Mi hijo se ha quedado ‘bajito’: ¿puedo darle suplementos ‘naturales’ para potenciar su desarrollo?

En cada niño hay un crecimiento esperable que depende de múltiples factores tanto hereditarios como ambientales

Muchos padres y madres se van a encontrar con que sus hijos, al volver a clase, no han pegado el ‘mismo estirón’ que sus compañeros durante el verano. Lo que en junio eran un par de centímetros de diferencia, ahora es ‘una cabeza’. Esta situación puede hacer que los progenitores se preocupen sobre si sus hijos e hijas están desarrollándose apropiadamente para su edad y decidan intentar incentivar este desarrollo con suplementos que prometen hacer crecer a niños y niñas.

El doctor Manuel Carpio, médico interno residente en la especialidad de endocrinología y nutrición en el hospital Santa Lucía de Cartagena, advierte sobre la eficacia de estos suplementos que “actualmente no tenemos evidencia científica de que un suplemento consiga aumentar la talla adulta en un niño sano y que esté bien nutrido”.

En cada niño, apunta el endocrino, hay un crecimiento esperable que depende de múltiples factores tanto hereditarios como ambientales y “muchas veces se comercializan productos como la arginina, vitaminas u otros compuestos que estimulan, por ejemplo, la hormona de crecimiento, pero no está demostrado que la estimule de forma significativa y tampoco está demostrado que la elevación transitoria de la hormona en cuestión aumente la talla adulta”.

Advertido esto, y ante la situación expuesta en la que los padres puedan estar preocupados por el desarrollo de sus hijos, el doctor Manuel Carpio recuerda que “en la talla final, la talla diana, intervienen múltiples factores pero, para contribuir con el desarrollo normal de crecimiento de los niños, basta con una nutrición adecuada, con un aporte energético y de micronutrientes, una buena higiene del sueño porque esto hará que el niño sano crezca más y de forma adecuada, y una actividad física que evite el sedentarismo”.

LOS RIESGOS EN NIÑOS Y ADULTOS

No optar por este método ‘tradicional’ y recurrir a la suplementación sin una supervisión médica es una decisión con muchos riesgos, sobre todo en los niños. “Lo principal que tenemos que tener en cuenta es que natural no significa inocuo.
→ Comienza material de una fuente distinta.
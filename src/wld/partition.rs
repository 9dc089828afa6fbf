//! BSP linking: tree leaves to regions, regions to region types.
//!
//! Leaf nodes carry a one-based `region_id` that indexes the document's
//! BSP regions in document order, not the fragment table. Region types list
//! zero-based indices into that same ordered list.

use log::{debug, info};

use crate::wld::region::RegionClassification;
use crate::wld::{BspRegion, BspRegionType, BspTree, FragmentKind, FragmentRef, WldDocument};

/// Attach regions to the leaf nodes of `tree`.
///
/// Out-of-range region ids leave the node unlinked. Returns the number of
/// linked nodes.
pub fn link_regions(tree: &mut BspTree, ordered_regions: &[FragmentRef]) -> usize {
	let mut linked = 0;
	for node in &mut tree.nodes {
		if !node.is_leaf() {
			continue;
		}
		node.region = usize::try_from(node.region_id - 1)
			.ok()
			.and_then(|index| ordered_regions.get(index))
			.copied();
		if node.region.is_some() {
			linked += 1;
		}
	}
	linked
}

/// One region-type assignment produced by [`link_region_type`].
#[derive(Debug, Clone)]
pub struct RegionLink {
	/// Target region.
	pub region: FragmentRef,
	/// Region type applied.
	pub region_type: FragmentRef,
	/// Classification copied onto the region.
	pub classification: RegionClassification,
}

/// Plan the assignments a region type makes onto the ordered regions.
pub fn link_region_type(type_ref: FragmentRef, region_type: &BspRegionType, ordered_regions: &[FragmentRef]) -> Vec<RegionLink> {
	region_type
		.region_indices
		.iter()
		.filter_map(|&index| ordered_regions.get(usize::try_from(index).ok()?))
		.map(|&region| RegionLink {
			region,
			region_type: type_ref,
			classification: region_type.classification.clone(),
		})
		.collect()
}

/// Counts reported by [`WldDocument::link_bsp`].
#[derive(Debug, Clone, Copy, Default, PartialEq, Eq)]
pub struct LinkSummary {
	/// BSP trees visited.
	pub trees: usize,
	/// Leaf nodes linked to a region.
	pub linked_nodes: usize,
	/// Region-type assignments applied.
	pub typed_regions: usize,
}

pub(crate) fn link_document(doc: &mut WldDocument) -> LinkSummary {
	let ordered = doc.refs_of_kind(FragmentKind::BspRegion).to_vec();
	let trees = doc.refs_of_kind(FragmentKind::BspTree).to_vec();
	let types = doc.refs_of_kind(FragmentKind::BspRegionType).to_vec();
	let mut summary = LinkSummary::default();

	for item in trees {
		if let Some(tree) = doc.get_as_mut::<BspTree>(item) {
			summary.trees += 1;
			summary.linked_nodes += link_regions(tree, &ordered);
		}
	}

	let mut links = Vec::new();
	for item in types {
		if let Some(region_type) = doc.get_as::<BspRegionType>(item) {
			links.extend(link_region_type(item, region_type, &ordered));
		}
	}

	for link in links {
		if let Some(region) = doc.get_as_mut::<BspRegion>(link.region) {
			if region.region_type.is_some_and(|previous| previous != link.region_type) {
				debug!("region {} retyped by {}", link.region, link.region_type);
			}
			region.region_type = Some(link.region_type);
			region.classification = Some(link.classification);
			summary.typed_regions += 1;
		}
	}

	info!(
		"bsp: {} trees, {} leaves linked, {} region assignments over {} regions",
		summary.trees,
		summary.linked_nodes,
		summary.typed_regions,
		ordered.len()
	);
	summary
}

#[cfg(test)]
mod tests;
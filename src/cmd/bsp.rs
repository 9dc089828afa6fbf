use std::path::PathBuf;

use wldoc::wld::region::{RegionClassification, Zoneline};
use wldoc::wld::{BspRegion, BspTree, Fragment, Result, WldDocument};

use crate::cmd::util::{emit_json, name_label, ref_json, ref_label};

#[derive(clap::Args)]
pub struct Args {
	pub path: PathBuf,
	/// Also list regions without a region type.
	#[arg(long)]
	pub all: bool,
	#[arg(long)]
	pub json: bool,
}

/// Link BSP trees and region types, then print the result.
pub fn run(args: Args) -> Result<()> {
	let Args { path, all, json } = args;

	let mut doc = WldDocument::open(&path)?;
	let summary = doc.link_bsp();

	let trees: Vec<(&Fragment, &BspTree)> = doc.iter_kind::<BspTree>().collect();
	let regions: Vec<(usize, &Fragment, &BspRegion)> = doc
		.iter_kind::<BspRegion>()
		.enumerate()
		.filter(|(_, (_, region))| all || region.region_type.is_some())
		.map(|(position, (fragment, region))| (position, fragment, region))
		.collect();

	if json {
		let payload = BspJson {
			path: path.display().to_string(),
			trees: trees
				.iter()
				.map(|(fragment, tree)| TreeJson {
					index: fragment.index.raw(),
					nodes: tree.nodes.len(),
					leaves: tree.nodes.iter().filter(|node| node.is_leaf()).count(),
					linked: tree.nodes.iter().filter(|node| node.region.is_some()).count(),
				})
				.collect(),
			linked_nodes: summary.linked_nodes,
			typed_regions: summary.typed_regions,
			regions: regions
				.iter()
				.map(|(position, fragment, region)| RegionJson {
					position: *position,
					index: fragment.index.raw(),
					name: fragment.name().to_owned(),
					region_type: ref_json(region.region_type),
					classes: classes(region.classification.as_ref()),
					zoneline: region.classification.as_ref().and_then(|item| item.zoneline).map(zoneline_json),
					visible_regions: region.visible_regions.len(),
				})
				.collect(),
		};
		emit_json(&payload);
		return Ok(());
	}

	println!("path: {}", path.display());
	println!("trees: {}", trees.len());
	for (fragment, tree) in &trees {
		let leaves = tree.nodes.iter().filter(|node| node.is_leaf()).count();
		let linked = tree.nodes.iter().filter(|node| node.region.is_some()).count();
		println!("  {}\tnodes={}\tleaves={leaves}\tlinked={linked}", fragment.index, tree.nodes.len());
	}
	println!("typed_regions: {}", summary.typed_regions);

	println!("regions: {}", regions.len());
	println!("position\tindex\ttype\tclasses\tzoneline\tname");
	for (position, fragment, region) in regions {
		println!(
			"{position}\t{}\t{}\t{}\t{}\t{}",
			fragment.index,
			ref_label(region.region_type),
			classes(region.classification.as_ref()).join(","),
			zoneline_label(region.classification.as_ref().and_then(|item| item.zoneline)),
			name_label(fragment.name())
		);
	}

	Ok(())
}

fn classes(classification: Option<&RegionClassification>) -> Vec<&'static str> {
	classification
		.map(|item| item.classes.iter().map(|class| class.as_str()).collect())
		.unwrap_or_default()
}

fn zoneline_label(zoneline: Option<Zoneline>) -> String {
	match zoneline {
		Some(Zoneline::Reference { index }) => format!("ref:{index}"),
		Some(Zoneline::Absolute {
			zone_id,
			position,
			heading,
		}) => format!("zone:{zone_id}@{},{},{}/{heading}", position.x, position.y, position.z),
		None => "-".to_owned(),
	}
}

fn zoneline_json(zoneline: Zoneline) -> ZonelineJson {
	match zoneline {
		Zoneline::Reference { index } => ZonelineJson {
			kind: "reference",
			index: Some(index),
			zone_id: None,
			position: None,
			heading: None,
		},
		Zoneline::Absolute {
			zone_id,
			position,
			heading,
		} => ZonelineJson {
			kind: "absolute",
			index: None,
			zone_id: Some(zone_id),
			position: Some(position.to_array()),
			heading: Some(heading),
		},
	}
}

#[derive(serde::Serialize)]
struct TreeJson {
	index: u32,
	nodes: usize,
	leaves: usize,
	linked: usize,
}

#[derive(serde::Serialize)]
struct ZonelineJson {
	kind: &'static str,
	index: Option<u32>,
	zone_id: Option<u32>,
	position: Option<[f32; 3]>,
	heading: Option<f32>,
}

#[derive(serde::Serialize)]
struct RegionJson {
	position: usize,
	index: u32,
	name: String,
	region_type: Option<u32>,
	classes: Vec<&'static str>,
	zoneline: Option<ZonelineJson>,
	visible_regions: usize,
}

#[derive(serde::Serialize)]
struct BspJson {
	path: String,
	trees: Vec<TreeJson>,
	linked_nodes: usize,
	typed_regions: usize,
	regions: Vec<RegionJson>,
}
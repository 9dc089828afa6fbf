//! Skeleton tree pass and animation track binding.
//!
//! A decoded [`SkeletonHierarchy`] only holds its raw bone list. The tree pass
//! walks the bones depth-first from bone 0 to fill names and paths, then the
//! document binds [`TrackFragment`]s into named [`Animation`]s keyed by bone
//! piece.

use std::collections::{BTreeMap, HashMap, HashSet};
use std::sync::Arc;

use log::{debug, info, warn};

use crate::wld::{BoneTransform, FragmentKind, FragmentRef, SkeletonHierarchy, TrackDefFragment, TrackFragment, WldDocument, names};

/// Name of the base-pose animation.
pub const POSE_ANIMATION: &str = "pos";

/// Document a bound track's frame data lives in.
#[derive(Debug, Clone, Copy, PartialEq, Eq)]
pub enum TrackSource {
	/// Same document as the skeleton.
	Local,
	/// Companion document passed to lookups as `shared`.
	Shared,
}

impl TrackSource {
	/// Stable label for text/JSON output.
	pub fn as_str(self) -> &'static str {
		match self {
			Self::Local => "local",
			Self::Shared => "shared",
		}
	}
}

/// A track bound to one bone piece of one animation.
#[derive(Debug, Clone)]
pub struct TrackBinding {
	/// Bound [`TrackFragment`].
	pub track: FragmentRef,
	/// Frame data referenced by the track.
	pub track_def: Option<FragmentRef>,
	/// Raw track name.
	pub raw_name: Arc<str>,
	/// Document holding `track` and `track_def`.
	pub source: TrackSource,
	/// Frames in `track_def`.
	pub frame_count: usize,
	/// Delay between frames in milliseconds.
	pub frame_ms: u32,
}

impl TrackBinding {
	/// Look up one frame, reading from `shared` for shared tracks.
	pub fn frame(&self, doc: &WldDocument, shared: Option<&WldDocument>, frame: usize) -> Option<BoneTransform> {
		let source = match self.source {
			TrackSource::Local => doc,
			TrackSource::Shared => shared?,
		};
		let def = source.get_as::<TrackDefFragment>(self.track_def?)?;
		def.frames.get(frame).copied()
	}
}

/// Parsed track name.
#[derive(Debug, Clone, PartialEq, Eq)]
pub struct TrackName {
	/// Lower-cased name without `_TRACK`.
	pub cleaned: String,
	/// Animation code.
	pub animation: String,
	/// Model code.
	pub model: String,
	/// Bone piece key.
	pub piece: String,
}

impl TrackName {
	/// Parse an animation track name: three-character animation code,
	/// three-character model code, then the bone piece.
	///
	/// Names too short for both codes yield `None`.
	pub fn parse(raw: &str) -> Option<Self> {
		let cleaned = names::clean_track_name(raw);
		let animation = cleaned.get(0..3)?.to_owned();
		let model = cleaned.get(3..6)?.to_owned();
		let piece = names::or_root(cleaned.get(6..)?);
		Some(Self {
			cleaned,
			animation,
			model,
			piece,
		})
	}

	/// Name a pose track referenced directly by a bone.
	pub fn pose(raw: &str, model_base: &str) -> Self {
		let cleaned = names::clean_track_name(raw);
		let piece = names::piece_name(&cleaned, model_base);
		Self {
			cleaned,
			animation: POSE_ANIMATION.to_owned(),
			model: model_base.to_owned(),
			piece,
		}
	}
}

/// Tracks bound under one animation name.
#[derive(Debug, Clone, Default)]
pub struct Animation {
	/// Animation code.
	pub name: String,
	/// Model whose tracks first populated this animation.
	pub model_base: String,
	/// Largest frame count over bound tracks.
	pub frame_count: usize,
	/// Largest `frame_count * frame_ms` over bound tracks.
	pub total_time_ms: u64,
	/// Bindings keyed by raw track name.
	pub tracks_by_raw_name: BTreeMap<String, TrackBinding>,
	/// Bindings keyed by cleaned track name.
	pub tracks_by_cleaned_name: BTreeMap<String, TrackBinding>,
	/// Bindings keyed by bone piece.
	pub tracks_by_piece: BTreeMap<String, TrackBinding>,
}

impl Animation {
	/// Start an empty animation.
	pub fn new(name: &str, model_base: &str) -> Self {
		Self {
			name: name.to_owned(),
			model_base: model_base.to_owned(),
			..Self::default()
		}
	}

	/// Bind `binding` to `name.piece`. The first binding per piece wins.
	pub fn bind(&mut self, binding: TrackBinding, name: &TrackName) -> bool {
		if self.tracks_by_piece.contains_key(&name.piece) {
			return false;
		}

		self.frame_count = self.frame_count.max(binding.frame_count);
		let total = binding.frame_count as u64 * u64::from(binding.frame_ms);
		self.total_time_ms = self.total_time_ms.max(total);

		self.tracks_by_raw_name.entry(binding.raw_name.to_string()).or_insert_with(|| binding.clone());
		self.tracks_by_cleaned_name.entry(name.cleaned.clone()).or_insert_with(|| binding.clone());
		self.tracks_by_piece.insert(name.piece.clone(), binding);
		true
	}

	/// Binding for a bone piece.
	pub fn track(&self, piece: &str) -> Option<&TrackBinding> {
		self.tracks_by_piece.get(piece)
	}
}

impl SkeletonHierarchy {
	/// Walk the bones from the root and fill names, paths and parents.
	///
	/// Returns `false` without touching anything when the tree is already
	/// built.
	pub fn build_tree(&mut self, strip_model_base: bool) -> bool {
		if self.built {
			return false;
		}

		self.strip_model_base = strip_model_base;
		let mut visited = vec![false; self.bones.len()];
		if !self.bones.is_empty() {
			self.walk(&mut visited);
		}

		let unreachable = visited.iter().filter(|seen| !**seen).count();
		if unreachable > 0 {
			warn!("skeleton {:?}: {unreachable} bones unreachable from the root", self.model_base);
		}

		self.built = true;
		true
	}

	fn cleaned_bone_name(&self, raw: &str) -> String {
		let cleaned = names::clean_bone_name(raw);
		if self.strip_model_base && !self.model_base.is_empty() {
			if let Some(stripped) = cleaned.strip_prefix(self.model_base.as_str()) {
				return names::or_root(stripped);
			}
		}
		names::or_root(&cleaned)
	}

	/// Depth-first from the root bone. Children are pushed in reverse so they
	/// are popped in declaration order.
	fn walk(&mut self, visited: &mut [bool]) {
		let mut stack: Vec<(usize, Option<usize>)> = vec![(0, None)];
		while let Some((index, parent)) = stack.pop() {
			if visited[index] {
				warn!("skeleton {:?}: bone {index} reached twice, skipping", self.model_base);
				continue;
			}
			visited[index] = true;

			let (raw_prefix, cleaned_prefix, index_prefix) = parent
				.map(|parent| {
					let bone = &self.bones[parent];
					(format!("{}/", bone.full_path), format!("{}/", bone.cleaned_full_path), bone.index_path.clone())
				})
				.unwrap_or_default();
			let cleaned = self.cleaned_bone_name(&self.bones[index].name);
			let piece = names::piece_name(&names::clean_bone_name(&self.bones[index].name), &self.model_base);

			let bone = &mut self.bones[index];
			bone.parent = parent;
			bone.full_path = format!("{raw_prefix}{}", bone.name);
			bone.cleaned_full_path = format!("{cleaned_prefix}{cleaned}");
			bone.index_path = format!("{index_prefix}{index}/");
			bone.cleaned_name = cleaned;
			bone.piece = piece;

			stack.extend(bone.children.iter().rev().map(|&child| (child, Some(index))));
		}
	}

	/// Bind a track under `name.animation`.
	///
	/// A track of this skeleton's own model replaces an animation first
	/// populated by another model. Rebinding a piece is a no-op.
	pub fn bind_track(&mut self, binding: TrackBinding, name: &TrackName) -> bool {
		let animation = self
			.animations
			.entry(name.animation.clone())
			.or_insert_with(|| Animation::new(&name.animation, &name.model));
		if animation.model_base != name.model && name.model == self.model_base {
			*animation = Animation::new(&name.animation, &name.model);
		}
		animation.bind(binding, name)
	}

	/// Index of the bone with piece key `piece`.
	pub fn bone_by_piece(&self, piece: &str) -> Option<usize> {
		self.bones.iter().position(|bone| bone.piece == piece)
	}

	/// Transform of `bone` at `frame` of `animation`.
	///
	/// Falls back to the first frame of the bone's pose track. Bones with
	/// neither are skipped with a warning.
	pub fn bone_transform(
		&self,
		doc: &WldDocument,
		shared: Option<&WldDocument>,
		animation: &str,
		bone: usize,
		frame: usize,
	) -> Option<BoneTransform> {
		let piece = &self.bones.get(bone)?.piece;
		let direct = self
			.animations
			.get(animation)
			.and_then(|anim| anim.track(piece))
			.and_then(|binding| binding.frame(doc, shared, frame));
		if direct.is_some() {
			return direct;
		}

		let pose = self
			.animations
			.get(POSE_ANIMATION)
			.and_then(|anim| anim.track(piece))
			.and_then(|binding| binding.frame(doc, shared, 0));
		if pose.is_none() {
			warn!("skeleton {:?}: no {animation:?} or pose frame for bone {piece:?}", self.model_base);
		}
		pose
	}
}

/// Track fields needed for binding, copied out of a document.
#[derive(Debug, Clone)]
pub struct TrackSummary {
	/// Track fragment.
	pub track: FragmentRef,
	/// Raw track name.
	pub name: Arc<str>,
	/// Referenced frame data.
	pub track_def: Option<FragmentRef>,
	/// Frames in `track_def`.
	pub frame_count: usize,
	/// Delay between frames in milliseconds.
	pub frame_ms: u32,
}

impl TrackSummary {
	/// Summarize every track of `doc` in document order.
	pub fn collect(doc: &WldDocument) -> Vec<Self> {
		doc.iter_kind::<TrackFragment>()
			.map(|(fragment, track)| {
				let frame_count = track
					.track_def
					.and_then(|def| doc.get_as::<TrackDefFragment>(def))
					.map_or(0, |def| def.frames.len());
				Self {
					track: fragment.index,
					name: fragment.name.clone(),
					track_def: track.track_def,
					frame_count,
					frame_ms: track.frame_ms,
				}
			})
			.collect()
	}

	/// Binding for this track from `source`.
	pub fn binding(&self, source: TrackSource) -> TrackBinding {
		TrackBinding {
			track: self.track,
			track_def: self.track_def,
			raw_name: self.name.clone(),
			source,
			frame_count: self.frame_count,
			frame_ms: self.frame_ms,
		}
	}
}

/// Tracks referenced directly by any bone of `doc`.
pub(crate) fn pose_tracks(doc: &WldDocument) -> HashSet<FragmentRef> {
	doc.iter_kind::<SkeletonHierarchy>()
		.flat_map(|(_, skeleton)| skeleton.bones.iter().filter_map(|bone| bone.track))
		.collect()
}

/// Build every skeleton of `doc` and bind its local tracks.
pub(crate) fn build_all(doc: &mut WldDocument, strip_model_base: bool) -> usize {
	let tracks = TrackSummary::collect(doc);
	let by_ref: HashMap<FragmentRef, &TrackSummary> = tracks.iter().map(|summary| (summary.track, summary)).collect();
	let pose = pose_tracks(doc);
	let skeletons = doc.refs_of_kind(FragmentKind::SkeletonHierarchy).to_vec();

	let mut built = 0;
	for item in skeletons {
		let Some(skeleton) = doc.get_as_mut::<SkeletonHierarchy>(item) else {
			continue;
		};
		if !skeleton.build_tree(strip_model_base) {
			debug!("skeleton {item} already built");
			continue;
		}
		built += 1;

		let model_base = skeleton.model_base.clone();
		let bone_tracks: Vec<FragmentRef> = skeleton.bones.iter().filter_map(|bone| bone.track).collect();
		for track in bone_tracks {
			if let Some(summary) = by_ref.get(&track) {
				skeleton.bind_track(summary.binding(TrackSource::Local), &TrackName::pose(&summary.name, &model_base));
			}
		}

		for summary in &tracks {
			if pose.contains(&summary.track) {
				continue;
			}
			let Some(name) = TrackName::parse(&summary.name) else {
				continue;
			};
			if name.model == model_base {
				skeleton.bind_track(summary.binding(TrackSource::Local), &name);
			}
		}

		info!(
			"skeleton {item} ({model_base}): {} bones, {} animations",
			skeleton.bones.len(),
			skeleton.animations.len()
		);
	}
	built
}
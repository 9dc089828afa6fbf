//! Public library API for decoding `.wld` fragment-table world files.

/// Header and fragment decoding, reference resolution, and post-decode passes.
pub mod wld;
use crate::wld::bytes::Cursor;
use crate::wld::{Result, WldError};

/// Dialect selected by the header version constant.
#[derive(Debug, Clone, Copy, PartialEq, Eq)]
pub enum WldVersion {
	/// Original layout.
	Old,
	/// Later layout; widens texture coordinates.
	New,
}

impl WldVersion {
	/// Version constant of the older dialect.
	pub const OLD_ID: u32 = 0x0001_5500;
	/// Version constant of the newer dialect.
	pub const NEW_ID: u32 = 0x1000_C800;

	/// Map a raw version constant to a dialect.
	pub fn from_raw(raw: u32) -> Option<Self> {
		match raw {
			Self::OLD_ID => Some(Self::Old),
			Self::NEW_ID => Some(Self::New),
			_ => None,
		}
	}

	/// Stable label for text output.
	pub fn as_str(self) -> &'static str {
		match self {
			Self::Old => "old",
			Self::New => "new",
		}
	}
}

/// Parsed fixed-size file header.
#[derive(Debug, Clone, Copy, PartialEq, Eq)]
pub struct WldHeader {
	/// Format dialect.
	pub version: WldVersion,
	/// Number of fragments in the table.
	pub fragment_count: u32,
	/// Number of BSP regions; bounds decoded visibility indices.
	pub bsp_region_count: u32,
	/// Reserved, preserved as read.
	pub unknown1: i32,
	/// Encoded string-table length in bytes.
	pub string_table_size: u32,
	/// Reserved, preserved as read.
	pub unknown2: i32,
}

impl WldHeader {
	/// File identifier expected in the first four bytes.
	pub const MAGIC: u32 = 0x5450_3D02;
	/// Header size in bytes, excluding the string table.
	pub const SIZE: usize = 28;

	/// Parse the header from the start of `bytes`.
	pub fn parse(bytes: &[u8]) -> Result<Self> {
		let mut cursor = Cursor::new(bytes);
		Self::read(&mut cursor).map_err(|err| match err {
			WldError::UnexpectedEof { .. } => WldError::TruncatedHeader {
				need: Self::SIZE,
				have: bytes.len(),
			},
			other => other,
		})
	}

	pub(crate) fn read(cursor: &mut Cursor<'_>) -> Result<Self> {
		let magic = cursor.read_u32_le()?;
		if magic != Self::MAGIC {
			return Err(WldError::InvalidContainer { magic });
		}

		let raw_version = cursor.read_u32_le()?;
		let version = WldVersion::from_raw(raw_version).ok_or(WldError::UnrecognizedFormat { version: raw_version })?;

		Ok(Self {
			version,
			fragment_count: cursor.read_u32_le()?,
			bsp_region_count: cursor.read_u32_le()?,
			unknown1: cursor.read_i32_le()?,
			string_table_size: cursor.read_u32_le()?,
			unknown2: cursor.read_i32_le()?,
		})
	}

	/// Whether the newer dialect is in use.
	pub fn is_new_format(&self) -> bool {
		self.version == WldVersion::New
	}
}

#[cfg(test)]
mod tests;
Mucha gente lo confunde. Un suplemento puede producir toxicidad, al igual que otras sustancias, cuando la dosis es excesiva, a pesar de que sea natural. Por ejemplo, el exceso de vitamina A se puede acumular y producir alteraciones hepáticas o una intoxicación por vitamina D puede producir hipercalcemia, cálculos renales, incluso puede llegar hasta una insuficiencia renal”, advierte el endocrino del Santa Lucía.

Además, continúa, “suplementar a los niños sin recomendación médica puede producir un retraso diagnóstico. Si un niño empieza a desacelerar su crecimiento y durante meses intentamos solucionarlo con vitaminas o productos comercializados para crecer más, podemos estar retrasando el diagnóstico de una enfermedad como puede ser un hipotiroidismo, una enfermedad celíaca o un déficit hormonal”.

El tercer riesgo de esta suplementación sin supervisión médica es que “las autoridades sanitarias cada vez alertan más de productos de suplementos que contienen sustancias que farmacológicamente no están declaradas, incluso algunas son tóxicas o están prohibidas por las diferentes agencias de medicamentos. Como ejemplo, hace dos años analizaron 50 suplementos distintos y vieron que solo el 11% contenían el producto principal que venían declarados y que la mayoría de ellos tenían productos que no estaban declarados y o sustancias que no estaban aprobadas por las agencias del medicamento”.

Por último, tomar suplementos de manera descontrolada y sin que nuestro médico de cabecera o pediatra sepa que lo estamos tomando, también puede producir interferencias a la hora de interpretar los resultados de pruebas médicas o interferir con medicamentos prescritos para patologías previas. En este sentido, el doctor Manuel Carpio ejemplifica: “Las personas con enfermedades tiroideas tienen que tener cuidado porque muchos suplementos contienen yodos o contienen un tipo de algas y tanto el déficit como el exceso puede alterar la función tiroidea. Por ejemplo, la biotina que está presente en muchos suplementos para el pelo y para las uñas puede falsear las analíticas hormonales del tiroides”.

A QUIÉN ACUDIR

En el caso de que, de todos modos, se quiera recurrir a una suplementación, para escoger el adecuado en función de nuestras necesidades y situaciones particulares, “si es para un niño debemos acudir a su pediatra y una persona adulta tiene que acudir a su médico de cabecera. En el caso, por ejemplo, del crecimiento del niño, si el pediatra constata que hay una desaceleración de la velocidad de crecimiento, lo derivará a endocrinología para un estudio completo”, concluye el doctor.